• EXERCISE DIRECTIONS
Within these entries, which lines include the string "Result"? Copy each one.

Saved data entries
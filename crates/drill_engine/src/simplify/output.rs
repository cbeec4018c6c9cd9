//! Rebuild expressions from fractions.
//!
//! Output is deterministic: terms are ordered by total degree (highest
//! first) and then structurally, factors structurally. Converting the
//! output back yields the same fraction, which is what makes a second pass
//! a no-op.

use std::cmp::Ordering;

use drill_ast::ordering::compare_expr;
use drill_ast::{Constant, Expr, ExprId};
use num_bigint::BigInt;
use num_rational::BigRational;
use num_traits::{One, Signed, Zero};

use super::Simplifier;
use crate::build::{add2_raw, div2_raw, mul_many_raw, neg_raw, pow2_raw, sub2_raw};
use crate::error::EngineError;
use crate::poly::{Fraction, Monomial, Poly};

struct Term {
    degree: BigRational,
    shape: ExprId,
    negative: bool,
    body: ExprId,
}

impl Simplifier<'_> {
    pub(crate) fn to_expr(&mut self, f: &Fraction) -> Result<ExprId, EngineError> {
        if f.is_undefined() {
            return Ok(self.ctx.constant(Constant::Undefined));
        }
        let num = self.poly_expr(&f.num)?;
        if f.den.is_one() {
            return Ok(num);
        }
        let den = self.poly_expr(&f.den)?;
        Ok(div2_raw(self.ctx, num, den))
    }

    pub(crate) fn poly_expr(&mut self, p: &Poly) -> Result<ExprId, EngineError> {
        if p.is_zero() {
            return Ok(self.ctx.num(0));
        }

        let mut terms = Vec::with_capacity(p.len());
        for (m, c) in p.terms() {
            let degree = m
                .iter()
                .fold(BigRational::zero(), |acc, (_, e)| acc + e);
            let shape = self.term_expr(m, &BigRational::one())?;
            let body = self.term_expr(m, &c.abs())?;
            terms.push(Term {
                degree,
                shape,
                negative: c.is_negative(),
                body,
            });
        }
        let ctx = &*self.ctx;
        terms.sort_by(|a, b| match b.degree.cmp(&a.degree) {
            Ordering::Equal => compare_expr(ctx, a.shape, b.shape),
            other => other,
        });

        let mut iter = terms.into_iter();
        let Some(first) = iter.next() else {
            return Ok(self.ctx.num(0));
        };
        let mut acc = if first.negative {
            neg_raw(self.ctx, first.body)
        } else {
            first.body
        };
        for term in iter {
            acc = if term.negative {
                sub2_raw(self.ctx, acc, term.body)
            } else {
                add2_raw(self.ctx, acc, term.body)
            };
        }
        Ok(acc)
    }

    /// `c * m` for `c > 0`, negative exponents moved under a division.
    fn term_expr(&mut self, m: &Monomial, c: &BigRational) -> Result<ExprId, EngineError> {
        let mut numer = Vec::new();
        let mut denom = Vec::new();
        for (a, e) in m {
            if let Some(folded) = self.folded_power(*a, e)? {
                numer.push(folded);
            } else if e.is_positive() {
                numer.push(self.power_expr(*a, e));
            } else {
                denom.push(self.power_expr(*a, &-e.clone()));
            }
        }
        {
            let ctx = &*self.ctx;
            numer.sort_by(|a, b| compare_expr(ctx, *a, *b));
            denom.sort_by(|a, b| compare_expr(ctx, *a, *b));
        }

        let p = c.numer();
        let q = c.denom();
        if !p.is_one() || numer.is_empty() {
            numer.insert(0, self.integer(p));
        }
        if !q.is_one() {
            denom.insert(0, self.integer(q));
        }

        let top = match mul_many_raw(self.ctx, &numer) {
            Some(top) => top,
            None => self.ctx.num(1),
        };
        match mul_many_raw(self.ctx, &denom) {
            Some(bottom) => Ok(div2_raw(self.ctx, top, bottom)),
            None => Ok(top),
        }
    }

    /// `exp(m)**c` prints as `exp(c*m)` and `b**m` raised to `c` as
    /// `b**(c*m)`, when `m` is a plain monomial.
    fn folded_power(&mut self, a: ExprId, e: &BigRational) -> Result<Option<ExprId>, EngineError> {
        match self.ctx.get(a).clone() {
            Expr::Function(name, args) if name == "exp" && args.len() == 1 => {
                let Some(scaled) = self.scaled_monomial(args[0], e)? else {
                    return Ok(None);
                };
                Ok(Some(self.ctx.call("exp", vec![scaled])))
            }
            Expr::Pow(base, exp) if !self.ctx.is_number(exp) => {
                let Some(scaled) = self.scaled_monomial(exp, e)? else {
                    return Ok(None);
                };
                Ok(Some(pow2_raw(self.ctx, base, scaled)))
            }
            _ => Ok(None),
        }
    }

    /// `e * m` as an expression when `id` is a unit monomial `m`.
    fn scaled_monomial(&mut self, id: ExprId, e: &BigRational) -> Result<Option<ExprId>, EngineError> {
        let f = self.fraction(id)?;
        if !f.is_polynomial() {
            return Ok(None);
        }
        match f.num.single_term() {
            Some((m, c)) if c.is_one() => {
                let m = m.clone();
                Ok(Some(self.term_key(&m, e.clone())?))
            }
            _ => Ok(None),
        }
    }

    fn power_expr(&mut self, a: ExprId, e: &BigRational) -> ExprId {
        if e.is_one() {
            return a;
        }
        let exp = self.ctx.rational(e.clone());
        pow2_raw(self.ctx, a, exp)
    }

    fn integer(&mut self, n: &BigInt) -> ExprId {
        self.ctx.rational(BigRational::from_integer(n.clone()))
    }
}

• REPLY TO THE EXERCISE
    pub(crate) fn to_expr(&mut self, f: &Fraction) -> Result<ExprId, EngineError> {
    pub(crate) fn poly_expr(&mut self, p: &Poly) -> Result<ExprId, EngineError> {
    fn term_expr(&mut self, m: &Monomial, c: &BigRational) -> Result<ExprId, EngineError> {
    fn folded_power(&mut self, a: ExprId, e: &BigRational) -> Result<Option<ExprId>, EngineError> {
    fn scaled_monomial(&mut self, id: ExprId, e: &BigRational) -> Result<Option<ExprId>, EngineError> {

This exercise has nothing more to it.